William Penn Adair (1830–1880) was a Cherokee leader and Confederate colonel.

Background[edit]

William Penn Adair was born on April 15, 1830 in the old Cherokee Nation in New Echota, Georgia. His parents were George Washington Adair (1806-1862) and Martha (née Martin) Adair. He attended Cherokee schools in Indian Territory, studying law. He was a Freemason,[1] belonging to the Vinita Lodge No. 5, which was chartered in 1875.[2] He was described as being "six foot and two inches in height, magnetic, logical and frankly agreeable, the ablest and most brilliant of all Cherokees.[3]

Adair's first wife was Sarah Ann McNair. His second was Susannah "Sue" McIntosh Drew.[4] He lived on the Grand River in what is now Adair, Oklahoma.[1]

Military service[edit]

During the civil war he served in the Confederate States Army,[1] first in the First Regiment of Cherokee Mounted Volunteers, under General Stand Watie.[5] Adair rose in rank to colonel and organized the Second Cherokee Mounted Volunteers.[6]

Tribal leadership[edit]

Adair served the Cherokee Nation in many capacities. He was a senator, a justice of the Cherokee Supreme Court, delegate to Washington, DC, and assistant principal chief.[1] He served as the Senator from the Flint District from 1855-1860[7] and Senator from the Saline District from 1869-1874.[8] In 1879, he was elected as Assistant Chief.[3] Throughout the 1860s and 1870s, Adair served as a delegate to Washington.[9]
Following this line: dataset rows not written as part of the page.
//! Error types for the storage layer.

use thiserror::Error;

/// Storage operation result type.
pub type Result<T> = std::result::Result<T, StoreError>;

/// Errors raised by URI parsing, path resolution and object-store access.
#[derive(Debug, Error)]
pub enum StoreError {
    /// Rejected open mode; raised before any I/O is attempted.
    #[error("Unsupported open mode '{0}'")]
    InvalidMode(String),

    /// URI missing its scheme delimiter, bucket or key.
    #[error("Invalid store URI '{uri}': {reason}")]
    InvalidUri { uri: String, reason: String },

    /// Object missing from the store.
    #[error("Not found: {0}")]
    NotFound(String),

    /// IO error (local filesystem operations)
    #[error("IO error: {0}")]
    Io(#[from] std::io::Error),

    /// Failure reported by the remote object-store client.
    #[error("{message}")]
    Remote {
        message: String,
        #[source]
        source: anyhow::Error,
    },
}

impl StoreError {
    /// Create an invalid-URI error.
    pub fn invalid_uri(uri: impl Into<String>, reason: impl Into<String>) -> Self {
        Self::InvalidUri {
            uri: uri.into(),
            reason: reason.into(),
        }
    }

    /// Create a not found error.
    pub fn not_found(msg: impl Into<String>) -> Self {
        Self::NotFound(msg.into())
    }

    /// Create a remote-client error.
    pub fn remote(message: impl Into<String>, source: anyhow::Error) -> Self {
        Self::Remote {
            message: message.into(),
            source,
        }
    }
}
He was a vocal advocate for the rights of the Texas Cherokees. In 1873, he and Clement Neely Vann co-authored the book, History of the Claim of the Texas Cherokees, in which they wrote on behalf of "the Texas Cherokees and Affiliated Bands."[10]
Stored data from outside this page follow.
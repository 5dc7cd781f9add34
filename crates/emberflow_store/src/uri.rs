//! Canonical `scheme://bucket/key` object-store URIs.

use std::fmt;
use std::path::PathBuf;
use std::str::FromStr;

use crate::error::{Result, StoreError};

/// Parsed object-store URI.
///
/// Consumed opaquely by everything except the path resolver, which strips
/// the scheme to mirror the object under a local root.
#[derive(Debug, Clone, PartialEq, Eq)]
pub struct StoreUri {
    scheme: String,
    bucket: String,
    key: String,
    original: String,
}

impl StoreUri {
    pub fn parse(uri: &str) -> Result<Self> {
        let (scheme, rest) = uri
            .split_once("://")
            .ok_or_else(|| StoreError::invalid_uri(uri, "missing scheme delimiter"))?;
        if scheme.is_empty() {
            return Err(StoreError::invalid_uri(uri, "missing scheme"));
        }

        let (bucket, key) = rest
            .split_once('/')
            .ok_or_else(|| StoreError::invalid_uri(uri, "missing key"))?;
        if bucket.is_empty() {
            return Err(StoreError::invalid_uri(uri, "missing bucket"));
        }
        if key.is_empty() {
            return Err(StoreError::invalid_uri(uri, "missing key"));
        }

        Ok(Self {
            scheme: scheme.to_string(),
            bucket: bucket.to_string(),
            key: key.to_string(),
            original: uri.to_string(),
        })
    }

    pub fn scheme(&self) -> &str {
        &self.scheme
    }

    pub fn bucket(&self) -> &str {
        &self.bucket
    }

    pub fn key(&self) -> &str {
        &self.key
    }

    pub fn as_str(&self) -> &str {
        &self.original
    }

    /// The URI with its scheme stripped, for joining under a local root.
    pub fn relative_path(&self) -> PathBuf {
        PathBuf::from(&self.bucket).join(&self.key)
    }
}

impl fmt::Display for StoreUri {
    fn fmt(&self, f: &mut fmt::Formatter<'_>) -> fmt::Result {
        write!(f, "{}", self.original)
    }
}

impl FromStr for StoreUri {
    type Err = StoreError;

    fn from_str(s: &str) -> Result<Self> {
        Self::parse(s)
    }
}
//! Object-storage path resolution for Emberflow targets.
//!
//! Targets address objects by canonical `scheme://bucket/key` URIs. A
//! [`StoreConfig`] decides, once, at construction time, whether operations
//! hit the real object store or a local filesystem mirror: when the config
//! carries a local root (usually from the `LOCAL_S3_PATH` environment
//! variable) the scheme is stripped and the rest of the path is joined
//! under that root. The remote side is a narrow [`ObjectStore`] trait the
//! workflow engine implements; [`MemoryStore`] stands in for tests.
//!
//! # Example
//!
//! ```rust,ignore
//! use emberflow_store::{MemoryStore, StoreConfig, StoreTarget};
//!
//! let target = StoreTarget::from_uri(
//!     "s3://reports/2024/out.csv",
//!     StoreConfig::from_env(),
//!     std::sync::Arc::new(MemoryStore::new()),
//! )?;
//!
//! let mut writer = target.writer()?;
//! // ... write bytes ...
//! writer.finish()?;
//! ```

mod config;
mod error;
mod object_store;
mod target;
mod uri;

pub use config::{StoreConfig, LOCAL_S3_PATH};
pub use error::{Result, StoreError};
pub use object_store::{MemoryStore, ObjectStore};
pub use target::{OpenMode, StoreTarget, TargetHandle, TargetReader, TargetWriter};
pub use uri::StoreUri;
Cherokees sought compensation from Texas for lands lost in 1839 and sent Adair to Washington to petition Congress to allow him to sue the state to return lands in Texas once belonging to Cherokee people. In 1839, Republic of Texas President Mirabeau Lamar had forcibly driven Texas Cherokees into Indian Territory and seized their Texan lands. The tribe wanted 1,500,000 acres (6,100 km2) in East Texas returned to them. The state offered lands in the Texas Panhandle, but the tribe refused to accept that offer.[11]

Death and legacy[edit]

While in Washington, DC, Adair died on October 23, 1880.[3] Several Cherokee men were named after him in the late 19th century, including the celebrated Cherokee humorist William Penn Adair Rogers (better known as Will Rogers).[12] Adair, Oklahoma was named for William Penn Adair and his brother, Dr. Walter Thompson Adair.[5]

Notes[edit]

  1. ^ a b c d Littlefield and Parins, 165
  2. ^ Starr, 185
  3. ^ a b c Starr, 264
  4. ^ Starr, 328
  5. ^ a b Thomas, Betty Lou Harper. "Adair." Oklahoma Historical Society's Encyclopedia of Oklahoma History and Culture. (retrieved 24 March 2010)
  6. ^ Starr, 148
  7. ^ Starr, 272
  8. ^ Starr, 267
  9. ^ Starr, 296
  10. ^ Adair and Vann, 1
  11. ^ "Cherokee Indians." Handbook of Texas Online. (retrieved 24 March 2010)
  12. ^ Rogers et al, 83

References[edit]

External links[edit]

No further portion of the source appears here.